Ketentuan dalam Membuka Cabang Baru

Semua perusahaan, baik Penanaman Modal Asing (PMA) maupun Penanaman Modal Dalam Negeri (PMDN), diperbolehkan membuka cabang di Indonesia. Membuka kantor cabang dapat menjadi cara yang efektif untuk memperluas jangkauan bisnis. Banyak perusahaan besar membuka cabang di berbagai daerah.

Untuk membuka kantor cabang, Anda perlu memerhatikan ketentuan yang tercantum dalam Peraturan Badan Koordinasi Penanaman Modal (BKPM) Nomor 13 Tahun 2017 tentang Pedoman dan Tata Cara Perizinan dan Fasilitas Penanaman Modal, khususnya Pasal 45, yang mencakup:

  1. Perusahaan diperbolehkan membuka kantor cabang di seluruh wilayah Indonesia sebagai unit atau bagian dari perusahaan induknya.
  2. Kantor cabang dapat berada di wilayah berbeda dengan perusahaan induk dan dapat bersifat mandiri atau melaksanakan sebagian tugas dari perusahaan induk.
  3. Perusahaan dengan izin dari pemerintah pusat yang berencana membuka kantor cabang harus melaporkan rencana ini kepada Pelayanan Terpadu Satu Pintu (PTSP) pusat di BKPM.
  4. Perusahaan PMDN dengan izin dari pemerintah daerah harus melaporkan rencana pembukaan cabang kepada Dinas Penanaman Modal Pelayanan Terpadu Satu Pintu (DPMPTSP) Provinsi.

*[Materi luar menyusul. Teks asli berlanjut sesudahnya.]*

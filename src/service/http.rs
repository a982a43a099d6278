use std::time::Duration;

use reqwest::blocking::Client;
use serde::{Deserialize, Serialize};
use tracing::debug;

use crate::error::{RelevanceError, Result};
use crate::model::ScoredCandidate;
use crate::service::{CandidateRanker, RerankCandidate, Reranker};

fn unavailable(url: &str, err: impl std::fmt::Display) -> RelevanceError {
    RelevanceError::ServiceUnavailable(format!("{url}: {err}"))
}

#[derive(Serialize)]
#[serde(rename_all = "camelCase")]
struct BackendQuery<'a> {
    query: &'a str,
    table_name: &'a str,
}

/// Search backend answering `POST /query` with an ordered list of ids.
#[derive(Debug, Clone)]
pub struct BackendClient {
    client: Client,
    url: String,
    table: String,
}

impl BackendClient {
    pub fn new(base_url: &str, table: &str, timeout: Duration) -> Result<Self> {
        let client = Client::builder().timeout(timeout).build()?;
        Ok(Self {
            client,
            url: format!("{}/query", base_url.trim_end_matches('/')),
            table: table.to_string(),
        })
    }
}

impl CandidateRanker for BackendClient {
    fn rank_candidates(&self, query: &str) -> Result<Vec<String>> {
        debug!(url = %self.url, table = %self.table, query, "querying backend");
        let ids: Vec<String> = self
            .client
            .post(&self.url)
            .json(&BackendQuery {
                query,
                table_name: &self.table,
            })
            .send()
            .map_err(|e| unavailable(&self.url, e))?
            .error_for_status()
            .map_err(|e| unavailable(&self.url, e))?
            .json()
            .map_err(|e| unavailable(&self.url, e))?;
        Ok(ids)
    }
}

#[derive(Serialize)]
struct RerankRequest<'a> {
    query: &'a str,
    candidates: &'a [RerankCandidate],
}

#[derive(Deserialize)]
struct RerankResponse {
    results: Option<Vec<RerankResult>>,
}

#[derive(Deserialize)]
struct RerankResult {
    id: String,
    score: f32,
}

/// Cross-encoder service: `POST {url}` with the query and candidates,
/// answered by `{"results": [{"id", "text", "score"}]}`.
#[derive(Debug, Clone)]
pub struct RerankClient {
    client: Client,
    url: String,
}

impl RerankClient {
    pub fn new(url: &str, timeout: Duration) -> Result<Self> {
        let client = Client::builder().timeout(timeout).build()?;
        Ok(Self {
            client,
            url: url.to_string(),
        })
    }
}

impl Reranker for RerankClient {
    fn rerank(&self, query: &str, candidates: &[RerankCandidate]) -> Result<Vec<ScoredCandidate>> {
        let response: RerankResponse = self
            .client
            .post(&self.url)
            .json(&RerankRequest { query, candidates })
            .send()
            .map_err(|e| unavailable(&self.url, e))?
            .error_for_status()
            .map_err(|e| unavailable(&self.url, e))?
            .json()
            .map_err(|e| unavailable(&self.url, e))?;

        let results = response
            .results
            .ok_or_else(|| unavailable(&self.url, "reply has no results"))?;
        Ok(results
            .into_iter()
            .map(|r| ScoredCandidate::new(r.id, r.score))
            .collect())
    }
}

Syarat untuk Membuka Cabang Baru

Seperti yang disebutkan sebelumnya, persyaratan membuka cabang baru mirip dengan saat memulai bisnis baru. Persyaratan yang tercantum dalam PBKPM 13/2017 meliputi:

  1. Akta dan SK Perusahaan Induk
  2. NPWP Perusahaan Induk
  3. Izin Usaha Perusahaan Induk
  4. Akta pembukaan kantor cabang dan pengangkatan kepala cabang
  5. KTP dan NPWP kepala kantor cabang
  6. Surat Pernyataan tentang lokasi usaha kantor cabang

Jika terjadi perubahan pada kantor cabang, Anda juga perlu melampirkan dokumen seperti:

  1. Izin kantor cabang yang dimiliki
  2. Laporan realisasi kegiatan kantor cabang
  3. Dokumen pendukung perubahan

Setelah melengkapi persyaratan tersebut, Anda dapat mengajukan permohonan pembukaan cabang melalui Sistem Pelayanan Informasi dan Perizinan Investasi Secara Elektronik (SPIPISE). Sertifikat pembukaan cabang dengan tanda tangan digital akan diterbitkan paling lambat 3 hari kerja sejak diterimanya permohonan yang lengkap dan benar.

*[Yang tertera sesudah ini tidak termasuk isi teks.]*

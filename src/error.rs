use std::io;

use thiserror::Error;

use crate::submission::SubmissionProblem;

#[derive(Error, Debug)]
pub enum RelevanceError {
    #[error("I/O error: {0}")]
    Io(#[from] io::Error),

    #[error("JSON error: {0}")]
    Json(#[from] serde_json::Error),

    #[error("Config parse error: {0}")]
    ConfigParse(#[from] toml::de::Error),

    #[error("Invalid config: {0}")]
    InvalidConfig(String),

    #[error("Invalid argument: {0}")]
    InvalidArg(String),

    #[error("Service unavailable: {0}")]
    ServiceUnavailable(String),

    #[error("No embedding known for text {0:?}")]
    UnknownEmbedding(String),

    #[error("Embedding dimension mismatch: expected {expected}, got {actual}")]
    DimensionMismatch { expected: usize, actual: usize },

    #[error("Malformed rank sequence: {} problem(s), first: {}", .0.len(), first_problem(.0))]
    MalformedRankSequence(Vec<SubmissionProblem>),
}

fn first_problem(problems: &[SubmissionProblem]) -> String {
    problems
        .first()
        .map(|p| p.to_string())
        .unwrap_or_else(|| "none".to_string())
}

impl RelevanceError {
    /// Errors a batch loop may skip over instead of aborting the run.
    pub fn is_recoverable(&self) -> bool {
        matches!(
            self,
            RelevanceError::ServiceUnavailable(_) | RelevanceError::UnknownEmbedding(_)
        )
    }
}

impl From<reqwest::Error> for RelevanceError {
    fn from(err: reqwest::Error) -> Self {
        RelevanceError::ServiceUnavailable(err.to_string())
    }
}

pub type Result<T> = std::result::Result<T, RelevanceError>;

Namun, permohonan pembukaan cabang juga bisa ditolak oleh Kepala BKPM, Kepala DPMPTSP Provinsi, Kepala DPMPTSP Kabupaten/Kota, Administrator Kawasan Ekonomi Khusus (KEK), Kepala Badan Pengusahaan, atau pejabat yang ditunjuk. Biasanya, surat penolakan akan diterbitkan maksimal 5 hari kerja setelah permohonan diterima.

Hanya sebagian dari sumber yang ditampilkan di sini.